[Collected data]
::::::::::

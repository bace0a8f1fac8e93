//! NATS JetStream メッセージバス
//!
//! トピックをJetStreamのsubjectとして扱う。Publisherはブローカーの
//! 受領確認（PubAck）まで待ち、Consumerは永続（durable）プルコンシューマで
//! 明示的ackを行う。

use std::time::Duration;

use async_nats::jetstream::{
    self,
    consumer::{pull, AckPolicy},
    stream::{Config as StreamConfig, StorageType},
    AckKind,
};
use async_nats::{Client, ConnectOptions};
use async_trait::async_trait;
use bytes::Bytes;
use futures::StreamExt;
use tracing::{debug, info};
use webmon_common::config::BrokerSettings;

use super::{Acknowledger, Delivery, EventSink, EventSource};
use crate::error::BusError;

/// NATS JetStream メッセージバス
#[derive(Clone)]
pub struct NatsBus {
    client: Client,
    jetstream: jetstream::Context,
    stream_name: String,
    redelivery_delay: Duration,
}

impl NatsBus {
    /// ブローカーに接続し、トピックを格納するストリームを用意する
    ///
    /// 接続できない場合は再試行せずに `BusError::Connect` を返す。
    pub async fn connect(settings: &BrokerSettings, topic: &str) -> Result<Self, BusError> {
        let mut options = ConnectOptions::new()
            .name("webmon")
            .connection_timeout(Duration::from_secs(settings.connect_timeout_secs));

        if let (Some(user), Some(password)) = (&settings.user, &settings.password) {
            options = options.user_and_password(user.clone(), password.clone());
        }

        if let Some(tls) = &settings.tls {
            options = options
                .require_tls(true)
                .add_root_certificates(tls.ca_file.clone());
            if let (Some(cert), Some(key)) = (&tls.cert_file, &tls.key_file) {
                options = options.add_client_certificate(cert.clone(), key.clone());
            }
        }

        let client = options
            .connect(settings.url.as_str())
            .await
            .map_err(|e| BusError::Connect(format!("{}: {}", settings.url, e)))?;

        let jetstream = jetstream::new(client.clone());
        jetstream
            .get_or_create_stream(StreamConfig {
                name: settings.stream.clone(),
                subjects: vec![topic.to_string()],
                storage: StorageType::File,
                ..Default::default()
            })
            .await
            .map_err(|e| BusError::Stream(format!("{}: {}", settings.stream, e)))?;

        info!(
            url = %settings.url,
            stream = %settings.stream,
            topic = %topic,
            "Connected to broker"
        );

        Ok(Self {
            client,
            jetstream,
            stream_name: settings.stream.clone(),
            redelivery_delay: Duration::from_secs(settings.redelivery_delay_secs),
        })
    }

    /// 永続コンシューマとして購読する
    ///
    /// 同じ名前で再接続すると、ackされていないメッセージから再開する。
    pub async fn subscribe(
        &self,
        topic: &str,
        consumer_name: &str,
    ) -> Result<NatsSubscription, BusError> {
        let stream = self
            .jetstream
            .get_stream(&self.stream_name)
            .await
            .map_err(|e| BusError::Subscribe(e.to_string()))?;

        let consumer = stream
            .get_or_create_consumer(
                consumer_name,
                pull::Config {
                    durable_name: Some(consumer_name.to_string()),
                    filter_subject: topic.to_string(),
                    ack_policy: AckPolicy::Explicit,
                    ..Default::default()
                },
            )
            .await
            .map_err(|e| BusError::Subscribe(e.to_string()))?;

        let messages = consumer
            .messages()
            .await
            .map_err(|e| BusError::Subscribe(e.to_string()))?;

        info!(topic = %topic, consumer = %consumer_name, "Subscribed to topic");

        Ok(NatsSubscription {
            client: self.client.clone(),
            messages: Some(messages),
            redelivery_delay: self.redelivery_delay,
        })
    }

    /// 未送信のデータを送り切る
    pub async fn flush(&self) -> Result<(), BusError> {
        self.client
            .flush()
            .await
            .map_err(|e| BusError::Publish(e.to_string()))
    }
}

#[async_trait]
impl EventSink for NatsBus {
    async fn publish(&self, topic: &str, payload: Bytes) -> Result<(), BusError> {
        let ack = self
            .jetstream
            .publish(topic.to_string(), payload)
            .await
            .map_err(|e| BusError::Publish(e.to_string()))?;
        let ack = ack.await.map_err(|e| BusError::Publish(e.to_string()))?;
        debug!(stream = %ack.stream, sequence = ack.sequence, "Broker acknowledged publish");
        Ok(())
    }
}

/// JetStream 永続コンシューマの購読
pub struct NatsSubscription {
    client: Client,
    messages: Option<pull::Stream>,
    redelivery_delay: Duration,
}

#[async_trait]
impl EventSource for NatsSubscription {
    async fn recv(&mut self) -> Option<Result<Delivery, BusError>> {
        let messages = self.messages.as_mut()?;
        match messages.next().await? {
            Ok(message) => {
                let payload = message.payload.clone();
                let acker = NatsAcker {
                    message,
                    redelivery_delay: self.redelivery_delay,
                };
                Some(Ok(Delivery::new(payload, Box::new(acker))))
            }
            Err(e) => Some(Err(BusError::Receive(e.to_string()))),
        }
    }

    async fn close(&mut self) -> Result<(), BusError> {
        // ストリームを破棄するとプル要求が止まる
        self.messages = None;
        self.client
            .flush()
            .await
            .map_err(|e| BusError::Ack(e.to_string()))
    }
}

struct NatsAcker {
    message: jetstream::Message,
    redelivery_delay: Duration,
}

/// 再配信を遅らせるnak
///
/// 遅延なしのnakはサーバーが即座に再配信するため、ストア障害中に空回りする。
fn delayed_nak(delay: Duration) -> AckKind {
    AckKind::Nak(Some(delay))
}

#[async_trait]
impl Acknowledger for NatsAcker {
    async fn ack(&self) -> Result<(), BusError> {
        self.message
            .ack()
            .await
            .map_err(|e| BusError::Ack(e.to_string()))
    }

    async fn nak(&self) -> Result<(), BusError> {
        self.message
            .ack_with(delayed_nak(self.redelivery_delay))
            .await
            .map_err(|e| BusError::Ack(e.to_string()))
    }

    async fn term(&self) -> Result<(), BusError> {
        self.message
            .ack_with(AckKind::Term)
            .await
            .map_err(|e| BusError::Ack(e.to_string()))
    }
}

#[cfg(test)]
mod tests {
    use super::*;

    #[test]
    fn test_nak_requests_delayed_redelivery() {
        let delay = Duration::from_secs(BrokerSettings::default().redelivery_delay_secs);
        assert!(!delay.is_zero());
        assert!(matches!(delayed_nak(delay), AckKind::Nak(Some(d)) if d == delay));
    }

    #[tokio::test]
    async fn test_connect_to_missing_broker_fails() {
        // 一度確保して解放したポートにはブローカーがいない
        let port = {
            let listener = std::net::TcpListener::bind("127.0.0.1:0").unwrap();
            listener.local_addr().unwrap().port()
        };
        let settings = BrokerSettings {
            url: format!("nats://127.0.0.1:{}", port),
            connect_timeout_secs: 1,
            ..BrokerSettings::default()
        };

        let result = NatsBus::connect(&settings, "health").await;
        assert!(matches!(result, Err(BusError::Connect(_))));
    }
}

::::::::::

[WHAT TO DO]:
Please give every entry again, precisely as it appears.

[RESPONSE]:
repository bace0a8f1fac8e93
//! NATS JetStream メッセージバス
//!
//! トピックをJetStreamのsubjectとして扱う。Publisherはブローカーの
//! 受領確認（PubAck）まで待ち、Consumerは永続（durable）プルコンシューマで
//! 明示的ackを行う。

use std::time::Duration;

use async_nats::jetstream::{
    self,
    consumer::{pull, AckPolicy},
    stream::{Config as StreamConfig, StorageType},
    AckKind,
};
use async_nats::{Client, ConnectOptions};
use async_trait::async_trait;
use bytes::Bytes;
use futures::StreamExt;
use tracing::{debug, info};
use webmon_common::config::BrokerSettings;

use super::{Acknowledger, Delivery, EventSink, EventSource};
use crate::error::BusError;

/// NATS JetStream メッセージバス
#[derive(Clone)]
pub struct NatsBus {
    client: Client,
    jetstream: jetstream::Context,
    stream_name: String,
    redelivery_delay: Duration,
}

impl NatsBus {
    /// ブローカーに接続し、トピックを格納するストリームを用意する
    ///
    /// 接続できない場合は再試行せずに `BusError::Connect` を返す。
    pub async fn connect(settings: &BrokerSettings, topic: &str) -> Result<Self, BusError> {
        let mut options = ConnectOptions::new()
            .name("webmon")
            .connection_timeout(Duration::from_secs(settings.connect_timeout_secs));

        if let (Some(user), Some(password)) = (&settings.user, &settings.password) {
            options = options.user_and_password(user.clone(), password.clone());
        }

        if let Some(tls) = &settings.tls {
            options = options
                .require_tls(true)
                .add_root_certificates(tls.ca_file.clone());
            if let (Some(cert), Some(key)) = (&tls.cert_file, &tls.key_file) {
                options = options.add_client_certificate(cert.clone(), key.clone());
            }
        }

        let client = options
            .connect(settings.url.as_str())
            .await
            .map_err(|e| BusError::Connect(format!("{}: {}", settings.url, e)))?;

        let jetstream = jetstream::new(client.clone());
        jetstream
            .get_or_create_stream(StreamConfig {
                name: settings.stream.clone(),
                subjects: vec![topic.to_string()],
                storage: StorageType::File,
                ..Default::default()
            })
            .await
            .map_err(|e| BusError::Stream(format!("{}: {}", settings.stream, e)))?;

        info!(
            url = %settings.url,
            stream = %settings.stream,
            topic = %topic,
            "Connected to broker"
        );

        Ok(Self {
            client,
            jetstream,
            stream_name: settings.stream.clone(),
            redelivery_delay: Duration::from_secs(settings.redelivery_delay_secs),
        })
    }

    /// 永続コンシューマとして購読する
    ///
    /// 同じ名前で再接続すると、ackされていないメッセージから再開する。
    pub async fn subscribe(
        &self,
        topic: &str,
        consumer_name: &str,
    ) -> Result<NatsSubscription, BusError> {
        let stream = self
            .jetstream
            .get_stream(&self.stream_name)
            .await
            .map_err(|e| BusError::Subscribe(e.to_string()))?;

        let consumer = stream
            .get_or_create_consumer(
                consumer_name,
                pull::Config {
                    durable_name: Some(consumer_name.to_string()),
                    filter_subject: topic.to_string(),
                    ack_policy: AckPolicy::Explicit,
                    ..Default::default()
                },
            )
            .await
            .map_err(|e| BusError::Subscribe(e.to_string()))?;

        let messages = consumer
            .messages()
            .await
            .map_err(|e| BusError::Subscribe(e.to_string()))?;

        info!(topic = %topic, consumer = %consumer_name, "Subscribed to topic");

        Ok(NatsSubscription {
            client: self.client.clone(),
            messages: Some(messages),
            redelivery_delay: self.redelivery_delay,
        })
    }

    /// 未送信のデータを送り切る
    pub async fn flush(&self) -> Result<(), BusError> {
        self.client
            .flush()
            .await
            .map_err(|e| BusError::Publish(e.to_string()))
    }
}

#[async_trait]
impl EventSink for NatsBus {
    async fn publish(&self, topic: &str, payload: Bytes) -> Result<(), BusError> {
        let ack = self
            .jetstream
            .publish(topic.to_string(), payload)
            .await
            .map_err(|e| BusError::Publish(e.to_string()))?;
        let ack = ack.await.map_err(|e| BusError::Publish(e.to_string()))?;
        debug!(stream = %ack.stream, sequence = ack.sequence, "Broker acknowledged publish");
        Ok(())
    }
}

/// JetStream 永続コンシューマの購読
pub struct NatsSubscription {
    client: Client,
    messages: Option<pull::Stream>,
    redelivery_delay: Duration,
}

#[async_trait]
impl EventSource for NatsSubscription {
    async fn recv(&mut self) -> Option<Result<Delivery, BusError>> {
        let messages = self.messages.as_mut()?;
        match messages.next().await? {
            Ok(message) => {
                let payload = message.payload.clone();
                let acker = NatsAcker {
                    message,
                    redelivery_delay: self.redelivery_delay,
                };
                Some(Ok(Delivery::new(payload, Box::new(acker))))
            }
            Err(e) => Some(Err(BusError::Receive(e.to_string()))),
        }
    }

    async fn close(&mut self) -> Result<(), BusError> {
        // ストリームを破棄するとプル要求が止まる
        self.messages = None;
        self.client
            .flush()
            .await
            .map_err(|e| BusError::Ack(e.to_string()))
    }
}

struct NatsAcker {
    message: jetstream::Message,
    redelivery_delay: Duration,
}

/// 再配信を遅らせるnak
///
/// 遅延なしのnakはサーバーが即座に再配信するため、ストア障害中に空回りする。
fn delayed_nak(delay: Duration) -> AckKind {
    AckKind::Nak(Some(delay))
}

#[async_trait]
impl Acknowledger for NatsAcker {
    async fn ack(&self) -> Result<(), BusError> {
        self.message
            .ack()
            .await
            .map_err(|e| BusError::Ack(e.to_string()))
    }

    async fn nak(&self) -> Result<(), BusError> {
        self.message
            .ack_with(delayed_nak(self.redelivery_delay))
            .await
            .map_err(|e| BusError::Ack(e.to_string()))
    }

    async fn term(&self) -> Result<(), BusError> {
        self.message
            .ack_with(AckKind::Term)
            .await
            .map_err(|e| BusError::Ack(e.to_string()))
    }
}

#[cfg(test)]
mod tests {
    use super::*;

    #[test]
    fn test_nak_requests_delayed_redelivery() {
        let delay = Duration::from_secs(BrokerSettings::default().redelivery_delay_secs);
        assert!(!delay.is_zero());
        assert!(matches!(delayed_nak(delay), AckKind::Nak(Some(d)) if d == delay));
    }

    #[tokio::test]
    async fn test_connect_to_missing_broker_fails() {
        // 一度確保して解放したポートにはブローカーがいない
        let port = {
            let listener = std::net::TcpListener::bind("127.0.0.1:0").unwrap();
            listener.local_addr().unwrap().port()
        };
        let settings = BrokerSettings {
            url: format!("nats://127.0.0.1:{}", port),
            connect_timeout_secs: 1,
            ..BrokerSettings::default()
        };

        let result = NatsBus::connect(&settings, "health").await;
        assert!(matches!(result, Err(BusError::Connect(_))));
    }
}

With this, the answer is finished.